The data
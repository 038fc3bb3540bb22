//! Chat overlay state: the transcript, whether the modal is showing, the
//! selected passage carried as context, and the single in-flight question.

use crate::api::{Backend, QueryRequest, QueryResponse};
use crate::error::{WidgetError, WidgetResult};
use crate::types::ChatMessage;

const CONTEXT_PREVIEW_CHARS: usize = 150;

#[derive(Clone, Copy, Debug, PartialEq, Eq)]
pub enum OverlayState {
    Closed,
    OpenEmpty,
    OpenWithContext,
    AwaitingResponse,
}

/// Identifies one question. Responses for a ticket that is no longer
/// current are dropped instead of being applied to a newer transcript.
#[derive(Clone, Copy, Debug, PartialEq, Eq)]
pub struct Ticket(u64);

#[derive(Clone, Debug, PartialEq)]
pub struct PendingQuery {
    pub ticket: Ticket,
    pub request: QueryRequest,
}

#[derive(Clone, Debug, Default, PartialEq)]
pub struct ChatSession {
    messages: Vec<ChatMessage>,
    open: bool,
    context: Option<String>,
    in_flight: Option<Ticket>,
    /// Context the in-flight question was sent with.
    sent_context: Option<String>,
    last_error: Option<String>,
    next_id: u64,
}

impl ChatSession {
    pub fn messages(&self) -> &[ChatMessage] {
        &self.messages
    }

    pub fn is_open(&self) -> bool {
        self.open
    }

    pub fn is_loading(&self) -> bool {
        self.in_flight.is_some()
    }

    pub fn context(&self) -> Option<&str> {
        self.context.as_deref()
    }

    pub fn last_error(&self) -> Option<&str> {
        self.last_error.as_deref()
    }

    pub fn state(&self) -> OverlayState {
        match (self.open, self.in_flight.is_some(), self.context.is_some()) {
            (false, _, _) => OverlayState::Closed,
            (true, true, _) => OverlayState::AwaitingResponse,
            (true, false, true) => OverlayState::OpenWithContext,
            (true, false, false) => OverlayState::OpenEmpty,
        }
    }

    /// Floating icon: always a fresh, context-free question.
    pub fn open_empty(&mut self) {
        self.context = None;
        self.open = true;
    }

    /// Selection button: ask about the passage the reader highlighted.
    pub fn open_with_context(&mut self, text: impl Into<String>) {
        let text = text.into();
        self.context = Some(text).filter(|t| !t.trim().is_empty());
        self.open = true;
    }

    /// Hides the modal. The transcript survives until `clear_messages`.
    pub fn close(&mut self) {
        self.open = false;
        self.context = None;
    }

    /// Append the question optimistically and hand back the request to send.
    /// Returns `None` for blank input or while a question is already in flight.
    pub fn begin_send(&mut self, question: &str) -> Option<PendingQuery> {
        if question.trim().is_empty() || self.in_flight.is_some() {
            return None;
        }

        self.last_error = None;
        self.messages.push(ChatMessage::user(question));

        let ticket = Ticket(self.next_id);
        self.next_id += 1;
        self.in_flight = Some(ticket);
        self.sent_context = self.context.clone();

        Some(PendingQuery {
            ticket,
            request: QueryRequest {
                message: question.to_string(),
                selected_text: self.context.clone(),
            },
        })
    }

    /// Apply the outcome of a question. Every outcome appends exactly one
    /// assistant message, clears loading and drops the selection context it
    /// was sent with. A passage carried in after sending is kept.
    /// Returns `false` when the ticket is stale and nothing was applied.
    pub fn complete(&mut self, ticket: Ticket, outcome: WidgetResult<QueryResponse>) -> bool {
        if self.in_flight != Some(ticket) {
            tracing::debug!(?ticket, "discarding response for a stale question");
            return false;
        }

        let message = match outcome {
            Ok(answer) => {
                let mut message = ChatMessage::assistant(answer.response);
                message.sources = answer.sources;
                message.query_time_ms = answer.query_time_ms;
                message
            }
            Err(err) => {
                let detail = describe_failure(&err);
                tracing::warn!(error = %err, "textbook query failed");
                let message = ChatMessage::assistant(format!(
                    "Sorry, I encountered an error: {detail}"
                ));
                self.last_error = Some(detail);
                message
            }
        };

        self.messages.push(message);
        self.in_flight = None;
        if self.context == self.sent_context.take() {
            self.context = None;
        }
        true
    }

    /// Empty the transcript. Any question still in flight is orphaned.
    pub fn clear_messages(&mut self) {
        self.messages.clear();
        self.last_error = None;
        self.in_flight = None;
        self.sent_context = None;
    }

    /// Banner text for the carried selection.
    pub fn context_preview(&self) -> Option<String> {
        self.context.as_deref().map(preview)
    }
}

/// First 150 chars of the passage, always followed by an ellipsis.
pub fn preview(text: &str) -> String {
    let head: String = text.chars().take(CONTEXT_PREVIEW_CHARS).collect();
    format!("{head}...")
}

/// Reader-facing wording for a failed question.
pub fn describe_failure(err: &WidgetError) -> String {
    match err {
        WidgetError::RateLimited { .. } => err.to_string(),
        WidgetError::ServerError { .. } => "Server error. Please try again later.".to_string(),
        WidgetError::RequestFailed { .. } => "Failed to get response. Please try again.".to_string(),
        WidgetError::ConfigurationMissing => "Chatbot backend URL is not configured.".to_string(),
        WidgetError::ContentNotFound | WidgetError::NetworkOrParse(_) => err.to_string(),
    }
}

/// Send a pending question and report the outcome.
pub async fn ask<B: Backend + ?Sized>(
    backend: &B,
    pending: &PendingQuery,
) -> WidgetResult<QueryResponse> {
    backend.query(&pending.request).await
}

==

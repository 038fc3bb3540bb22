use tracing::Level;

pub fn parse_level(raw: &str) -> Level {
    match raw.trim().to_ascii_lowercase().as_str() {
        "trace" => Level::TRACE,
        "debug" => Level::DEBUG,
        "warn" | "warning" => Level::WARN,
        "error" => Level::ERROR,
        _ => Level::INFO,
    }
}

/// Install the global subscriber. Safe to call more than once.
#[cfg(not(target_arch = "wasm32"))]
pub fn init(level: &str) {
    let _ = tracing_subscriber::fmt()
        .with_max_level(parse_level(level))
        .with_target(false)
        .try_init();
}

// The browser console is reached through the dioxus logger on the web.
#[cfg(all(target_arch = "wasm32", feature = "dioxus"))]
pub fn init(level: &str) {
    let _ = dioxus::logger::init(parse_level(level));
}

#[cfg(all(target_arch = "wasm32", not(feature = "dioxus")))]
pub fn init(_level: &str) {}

Problem requirements
Among the lines of the records, copy out each one that contains the word "OpenWithContext".

Response to this exercise
    OpenWithContext,
            (true, false, true) => OverlayState::OpenWithContext,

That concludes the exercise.